Assigned task: For the records below, tally the lines that include the word "PathBuf" and give only the tally.

Collected data
##############################

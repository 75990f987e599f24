//! Sink providers: the external player's stdin pipe and files under the save directory.

use std::fs::{self, DirBuilder, File, OpenOptions};
use std::io::{self, Write};
use std::os::fd::{AsRawFd, RawFd};
use std::os::unix::fs::{DirBuilderExt, OpenOptionsExt, PermissionsExt};
use std::path::{Component, Path, PathBuf};
use std::process::{Child, ChildStdin, Command, ExitStatus, Stdio};
use std::sync::{Mutex, MutexGuard, PoisonError};
use std::time::Duration;

use anyhow::{Context, Result, anyhow, bail};
use audio_stream_proto::readiness::set_nonblocking;

/// Mode for a save directory that does not exist yet.
const LIBRARY_DIR_MODE: u32 = 0o700;

/// Pids of players spawned and not yet waited on.
static LIVE_PLAYERS: Mutex<Vec<u32>> = Mutex::new(Vec::new());

fn live_players() -> MutexGuard<'static, Vec<u32>> {
    LIVE_PLAYERS.lock().unwrap_or_else(PoisonError::into_inner)
}

/// Send `SIGTERM` to every player that has not been waited on yet.
///
/// Called from the interrupt handler right before the client exits.
pub fn stop_live_players() {
    let pids = std::mem::take(&mut *live_players());
    for pid in pids {
        terminate(pid);
    }
}

fn terminate(pid: u32) {
    let Ok(pid) = libc::pid_t::try_from(pid) else {
        return;
    };
    // SAFETY: kill(2) takes plain integers; the pid belongs to a child that has not been reaped.
    if unsafe { libc::kill(pid, libc::SIGTERM) } != 0 {
        tracing::debug!(pid, "could not signal player: {}", io::Error::last_os_error());
    }
}

/// A writable endpoint handed to the multiplexer.
#[derive(Debug)]
pub enum SinkHandle {
    Playback(ChildStdin),
    File(File),
}

impl Write for SinkHandle {
    fn write(&mut self, buf: &[u8]) -> io::Result<usize> {
        match self {
            SinkHandle::Playback(pipe) => pipe.write(buf),
            SinkHandle::File(file) => file.write(buf),
        }
    }

    fn flush(&mut self) -> io::Result<()> {
        match self {
            SinkHandle::Playback(pipe) => pipe.flush(),
            SinkHandle::File(file) => file.flush(),
        }
    }
}

impl AsRawFd for SinkHandle {
    fn as_raw_fd(&self) -> RawFd {
        match self {
            SinkHandle::Playback(pipe) => pipe.as_raw_fd(),
            SinkHandle::File(file) => file.as_raw_fd(),
        }
    }
}

/// How to launch the external player.
#[derive(Debug, Clone, PartialEq, Eq)]
pub struct PlayerCommand {
    pub program: String,
    pub args: Vec<String>,
    /// Time given to the player to start before bytes are fed to it.
    pub boot_delay: Duration,
}

impl PlayerCommand {
    /// Split a shell-style command line on whitespace. Quoting is not supported.
    pub fn from_command_line(line: &str, boot_delay: Duration) -> Result<Self> {
        let mut parts = line.split_whitespace().map(str::to_string);
        let program = parts
            .next()
            .ok_or_else(|| anyhow!("player command is empty"))?;
        Ok(Self {
            program,
            args: parts.collect(),
            boot_delay,
        })
    }
}

/// The running player, waited on once its input has been closed.
#[derive(Debug)]
pub struct PlayerProcess {
    child: Child,
    program: String,
}

impl PlayerProcess {
    /// Wait for the player to exit and log how it went.
    ///
    /// The sink handle must be dropped first, or a player reading to EOF never exits.
    pub fn wait(mut self) -> Result<ExitStatus> {
        let waited = self.child.wait();
        let pid = self.child.id();
        live_players().retain(|&live| live != pid);
        let status = waited.with_context(|| format!("wait for {}", self.program))?;
        match status.code() {
            Some(0) => tracing::info!(player = %self.program, "player exited"),
            Some(code) => tracing::warn!(player = %self.program, code, "player exited with an error"),
            None => tracing::warn!(player = %self.program, "player exited abnormally: {status}"),
        }
        Ok(status)
    }
}

/// Start the player with a non-blocking pipe on its stdin.
pub fn spawn_player(cmd: &PlayerCommand) -> Result<(SinkHandle, PlayerProcess)> {
    let mut child = Command::new(&cmd.program)
        .args(&cmd.args)
        .stdin(Stdio::piped())
        .stdout(Stdio::null())
        .spawn()
        .with_context(|| format!("spawn player {}", cmd.program))?;
    let stdin = child
        .stdin
        .take()
        .ok_or_else(|| anyhow!("player stdin was not piped"))?;
    set_nonblocking(&stdin).context("set player pipe non-blocking")?;
    tracing::debug!(player = %cmd.program, pid = child.id(), "player started");
    live_players().push(child.id());

    if !cmd.boot_delay.is_zero() {
        std::thread::sleep(cmd.boot_delay);
    }
    Ok((
        SinkHandle::Playback(stdin),
        PlayerProcess {
            child,
            program: cmd.program.clone(),
        },
    ))
}

/// Check that a server-supplied name stays inside the save directory.
pub fn validate_relative_path(rel: &str) -> Result<&Path> {
    let path = Path::new(rel);
    if rel.is_empty() {
        bail!("empty file name");
    }
    for component in path.components() {
        match component {
            Component::Normal(_) => {}
            Component::CurDir => {}
            other => bail!("refusing to write {rel:?}: unsupported path component {other:?}"),
        }
    }
    if path.file_name().is_none() {
        bail!("refusing to write {rel:?}: no file name");
    }
    Ok(path)
}

/// Mode bits of the save directory, creating it first if it is missing.
fn library_dir_mode(library_dir: &Path) -> Result<u32> {
    match fs::metadata(library_dir) {
        Ok(meta) if meta.is_dir() => Ok(meta.permissions().mode() & 0o777),
        Ok(_) => bail!("{:?} exists and is not a directory", library_dir),
        Err(e) if e.kind() == io::ErrorKind::NotFound => {
            DirBuilder::new()
                .recursive(true)
                .mode(LIBRARY_DIR_MODE)
                .create(library_dir)
                .with_context(|| format!("create library dir {:?}", library_dir))?;
            tracing::info!(dir = %library_dir.display(), "created library directory");
            Ok(LIBRARY_DIR_MODE)
        }
        Err(e) => Err(e).with_context(|| format!("stat library dir {:?}", library_dir)),
    }
}

/// Open `library_dir/rel` for writing, truncating any previous copy.
///
/// Missing intermediate directories are created with the same mode as `library_dir`.
pub fn open_for_write(library_dir: &Path, rel: &str) -> Result<(SinkHandle, PathBuf)> {
    let rel_path = validate_relative_path(rel)?;
    let mode = library_dir_mode(library_dir)?;

    let mut dir = library_dir.to_path_buf();
    if let Some(parent) = rel_path.parent() {
        for component in parent.components() {
            dir.push(component);
            match DirBuilder::new().mode(mode).create(&dir) {
                Ok(()) => tracing::debug!(dir = %dir.display(), "created directory"),
                Err(e) if e.kind() == io::ErrorKind::AlreadyExists && dir.is_dir() => {}
                Err(e) => return Err(e).with_context(|| format!("create {:?}", dir)),
            }
        }
    }

    let path = library_dir.join(rel_path);
    let file = OpenOptions::new()
        .write(true)
        .create(true)
        .truncate(true)
        .mode(0o666)
        .open(&path)
        .with_context(|| format!("open {:?} for writing", path))?;
    Ok((SinkHandle::File(file), path))
}
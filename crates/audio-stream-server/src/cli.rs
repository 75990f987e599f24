use std::net::IpAddr;
use std::path::PathBuf;

use clap::Parser;

const VERSION: &str = concat!(
    env!("CARGO_PKG_VERSION"),
    " (",
    env!("GIT_SHA"),
    ", ",
    env!("BUILD_DATE"),
    ")"
);

#[derive(Parser, Debug, Default)]
#[command(name = "audio-stream-server", version = VERSION)]
pub struct Args {
    /// TCP port to listen on (default 34567)
    #[arg(short, long)]
    pub port: Option<u16>,

    /// Address to bind, e.g. 127.0.0.1 (default 0.0.0.0)
    #[arg(long)]
    pub bind: Option<IpAddr>,

    /// Directory whose audio files are served (default ./library)
    #[arg(short, long)]
    pub library: Option<PathBuf>,

    /// Optional TOML config file; command-line flags take precedence over it
    #[arg(long)]
    pub config: Option<PathBuf>,

    /// Don't watch stdin for `q`; stop with Ctrl-C only
    #[arg(long)]
    pub no_stdin: bool,
}
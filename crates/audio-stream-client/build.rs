use std::env;
use std::process::Command;

use time::OffsetDateTime;
use time::format_description::well_known::Rfc3339;

fn git_sha() -> String {
    Command::new("git")
        .args(["rev-parse", "--short", "HEAD"])
        .output()
        .ok()
        .filter(|out| out.status.success())
        .and_then(|out| String::from_utf8(out.stdout).ok())
        .map(|s| s.trim().to_string())
        .filter(|s| !s.is_empty())
        .unwrap_or_else(|| "unknown".to_string())
}

fn build_date() -> String {
    env::var("SOURCE_DATE_EPOCH")
        .ok()
        .and_then(|v| v.parse::<i64>().ok())
        .and_then(|secs| OffsetDateTime::from_unix_timestamp(secs).ok())
        .unwrap_or_else(OffsetDateTime::now_utc)
        .format(&Rfc3339)
        .unwrap_or_else(|_| "unknown-date".to_string())
}

fn main() {
    println!("cargo:rerun-if-env-changed=SOURCE_DATE_EPOCH");
    println!("cargo:rerun-if-changed=../../.git/HEAD");
    println!("cargo:rustc-env=GIT_SHA={}", git_sha());
    println!("cargo:rustc-env=BUILD_DATE={}", build_date());
}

##############################

Your solution: 5